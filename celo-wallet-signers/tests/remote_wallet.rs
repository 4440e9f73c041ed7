//! Initialization-protocol tests for the async-discovered wallet.

use async_trait::async_trait;
use celo_wallet_core::types::Address;
use celo_wallet_signers::{
    AccountLoader, LocalSigner, LocalSignerError, RemoteWallet, WalletError,
};
use std::{
    sync::{
        atomic::{AtomicUsize, Ordering},
        Arc,
    },
    time::Duration,
};
use tokio::time::sleep;

const PRIVATE_KEY: &str = "0x1234567890abcdef1234567890abcdef1234567890abcdef1234567890abcdef";

/// Discovers one local signer after `delay`, counting discovery passes.
struct CountingLoader {
    calls: Arc<AtomicUsize>,
    delay: Duration,
    fail: bool,
}

impl CountingLoader {
    fn new(delay: Duration) -> (Self, Arc<AtomicUsize>) {
        let calls = Arc::new(AtomicUsize::new(0));
        (Self { calls: Arc::clone(&calls), delay, fail: false }, calls)
    }
}

#[async_trait]
impl AccountLoader for CountingLoader {
    type Signer = LocalSigner;

    async fn load_account_signers(
        &self,
    ) -> Result<Vec<(Address, LocalSigner)>, LocalSignerError> {
        self.calls.fetch_add(1, Ordering::SeqCst);
        sleep(self.delay).await;
        if self.fail {
            // any construction error stands in for "the backend is broken"
            return Err(LocalSignerError::InvalidKeyLength)
        }
        let signer = LocalSigner::new(PRIVATE_KEY)?;
        let address = signer.address();
        Ok(vec![(address, signer)])
    }
}

#[tokio::test(start_paused = true)]
async fn accessors_fail_before_initialization() {
    let (loader, _) = CountingLoader::new(Duration::ZERO);
    let wallet = RemoteWallet::new(loader);

    let err = wallet.get_accounts().unwrap_err();
    assert_eq!(err.to_string(), "wallet needs to be initialized first");
    assert!(matches!(err, WalletError::NotInitialized));
    assert!(matches!(wallet.has_account(&Address::zero()), Err(WalletError::NotInitialized)));
}

#[tokio::test(start_paused = true)]
async fn init_registers_discovered_accounts() {
    let (loader, calls) = CountingLoader::new(Duration::from_millis(100));
    let wallet = RemoteWallet::new(loader);

    wallet.init().await.unwrap();
    assert!(wallet.is_setup_finished());
    assert_eq!(calls.load(Ordering::SeqCst), 1);

    let accounts = wallet.get_accounts().unwrap();
    assert_eq!(accounts.len(), 1);
    assert!(wallet.has_account(&accounts[0]).unwrap());
}

#[tokio::test(start_paused = true)]
async fn repeated_init_is_idempotent() {
    let (loader, calls) = CountingLoader::new(Duration::from_millis(100));
    let wallet = RemoteWallet::new(loader);

    wallet.init().await.unwrap();
    wallet.init().await.unwrap();
    wallet.init().await.unwrap();
    assert_eq!(calls.load(Ordering::SeqCst), 1);
}

#[tokio::test(start_paused = true)]
async fn concurrent_init_runs_one_discovery_pass() {
    let (loader, calls) = CountingLoader::new(Duration::from_millis(500));
    let wallet = RemoteWallet::new(loader);

    let (a, b, c) = tokio::join!(wallet.init(), wallet.init(), wallet.init());
    a.unwrap();
    b.unwrap();
    c.unwrap();

    assert_eq!(calls.load(Ordering::SeqCst), 1);
    assert_eq!(wallet.get_accounts().unwrap().len(), 1);
}

#[tokio::test(start_paused = true)]
async fn waiting_caller_times_out_when_discovery_hangs() {
    let (loader, calls) = CountingLoader::new(Duration::from_secs(3600));
    let mut wallet = RemoteWallet::new(loader);
    wallet.set_init_timeout(Duration::from_millis(100));
    let wallet = Arc::new(wallet);

    // first caller starts the (stuck) discovery pass
    let first = {
        let wallet = Arc::clone(&wallet);
        tokio::spawn(async move { wallet.init().await })
    };
    tokio::task::yield_now().await;
    assert_eq!(calls.load(Ordering::SeqCst), 1);

    // a second caller must give up after the bound, not start a second pass
    let err = wallet.init().await.unwrap_err();
    assert!(matches!(err, WalletError::InitTimeout));
    assert!(err.to_string().contains("took too long"));
    assert_eq!(calls.load(Ordering::SeqCst), 1);
    assert!(!wallet.is_setup_finished());

    first.abort();
}

#[tokio::test(start_paused = true)]
async fn failed_discovery_leaves_wallet_uninitialized() {
    let (mut loader, calls) = CountingLoader::new(Duration::ZERO);
    loader.fail = true;
    let wallet = RemoteWallet::new(loader);

    assert!(matches!(wallet.init().await, Err(WalletError::Signer(_))));
    assert!(!wallet.is_setup_finished());
    assert!(matches!(wallet.get_accounts(), Err(WalletError::NotInitialized)));

    // a later caller may retry the discovery
    assert!(wallet.init().await.is_err());
    assert_eq!(calls.load(Ordering::SeqCst), 2);
}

▶ [INSTRUCTIONS FOR THE TASK] Reproduce each entry exactly, leaving out nothing.

▶ [ANSWER SECTION]
filename celo-wallet-signers/tests/remote_wallet.rs
repository 4440e9f73c041ed7
//! Initialization-protocol tests for the async-discovered wallet.

use async_trait::async_trait;
use celo_wallet_core::types::Address;
use celo_wallet_signers::{
    AccountLoader, LocalSigner, LocalSignerError, RemoteWallet, WalletError,
};
use std::{
    sync::{
        atomic::{AtomicUsize, Ordering},
        Arc,
    },
    time::Duration,
};
use tokio::time::sleep;

const PRIVATE_KEY: &str = "0x1234567890abcdef1234567890abcdef1234567890abcdef1234567890abcdef";

/// Discovers one local signer after `delay`, counting discovery passes.
struct CountingLoader {
    calls: Arc<AtomicUsize>,
    delay: Duration,
    fail: bool,
}

impl CountingLoader {
    fn new(delay: Duration) -> (Self, Arc<AtomicUsize>) {
        let calls = Arc::new(AtomicUsize::new(0));
        (Self { calls: Arc::clone(&calls), delay, fail: false }, calls)
    }
}

#[async_trait]
impl AccountLoader for CountingLoader {
    type Signer = LocalSigner;

    async fn load_account_signers(
        &self,
    ) -> Result<Vec<(Address, LocalSigner)>, LocalSignerError> {
        self.calls.fetch_add(1, Ordering::SeqCst);
        sleep(self.delay).await;
        if self.fail {
            // any construction error stands in for "the backend is broken"
            return Err(LocalSignerError::InvalidKeyLength)
        }
        let signer = LocalSigner::new(PRIVATE_KEY)?;
        let address = signer.address();
        Ok(vec![(address, signer)])
    }
}

#[tokio::test(start_paused = true)]
async fn accessors_fail_before_initialization() {
    let (loader, _) = CountingLoader::new(Duration::ZERO);
    let wallet = RemoteWallet::new(loader);

    let err = wallet.get_accounts().unwrap_err();
    assert_eq!(err.to_string(), "wallet needs to be initialized first");
    assert!(matches!(err, WalletError::NotInitialized));
    assert!(matches!(wallet.has_account(&Address::zero()), Err(WalletError::NotInitialized)));
}

#[tokio::test(start_paused = true)]
async fn init_registers_discovered_accounts() {
    let (loader, calls) = CountingLoader::new(Duration::from_millis(100));
    let wallet = RemoteWallet::new(loader);

    wallet.init().await.unwrap();
    assert!(wallet.is_setup_finished());
    assert_eq!(calls.load(Ordering::SeqCst), 1);

    let accounts = wallet.get_accounts().unwrap();
    assert_eq!(accounts.len(), 1);
    assert!(wallet.has_account(&accounts[0]).unwrap());
}

#[tokio::test(start_paused = true)]
async fn repeated_init_is_idempotent() {
    let (loader, calls) = CountingLoader::new(Duration::from_millis(100));
    let wallet = RemoteWallet::new(loader);

    wallet.init().await.unwrap();
    wallet.init().await.unwrap();
    wallet.init().await.unwrap();
    assert_eq!(calls.load(Ordering::SeqCst), 1);
}

#[tokio::test(start_paused = true)]
async fn concurrent_init_runs_one_discovery_pass() {
    let (loader, calls) = CountingLoader::new(Duration::from_millis(500));
    let wallet = RemoteWallet::new(loader);

    let (a, b, c) = tokio::join!(wallet.init(), wallet.init(), wallet.init());
    a.unwrap();
    b.unwrap();
    c.unwrap();

    assert_eq!(calls.load(Ordering::SeqCst), 1);
    assert_eq!(wallet.get_accounts().unwrap().len(), 1);
}

#[tokio::test(start_paused = true)]
async fn waiting_caller_times_out_when_discovery_hangs() {
    let (loader, calls) = CountingLoader::new(Duration::from_secs(3600));
    let mut wallet = RemoteWallet::new(loader);
    wallet.set_init_timeout(Duration::from_millis(100));
    let wallet = Arc::new(wallet);

    // first caller starts the (stuck) discovery pass
    let first = {
        let wallet = Arc::clone(&wallet);
        tokio::spawn(async move { wallet.init().await })
    };
    tokio::task::yield_now().await;
    assert_eq!(calls.load(Ordering::SeqCst), 1);

    // a second caller must give up after the bound, not start a second pass
    let err = wallet.init().await.unwrap_err();
    assert!(matches!(err, WalletError::InitTimeout));
    assert!(err.to_string().contains("took too long"));
    assert_eq!(calls.load(Ordering::SeqCst), 1);
    assert!(!wallet.is_setup_finished());

    first.abort();
}

#[tokio::test(start_paused = true)]
async fn failed_discovery_leaves_wallet_uninitialized() {
    let (mut loader, calls) = CountingLoader::new(Duration::ZERO);
    loader.fail = true;
    let wallet = RemoteWallet::new(loader);

    assert!(matches!(wallet.init().await, Err(WalletError::Signer(_))));
    assert!(!wallet.is_setup_finished());
    assert!(matches!(wallet.get_accounts(), Err(WalletError::NotInitialized)));

    // a later caller may retry the discovery
    assert!(wallet.init().await.is_err());
    assert_eq!(calls.load(Ordering::SeqCst), 2);
}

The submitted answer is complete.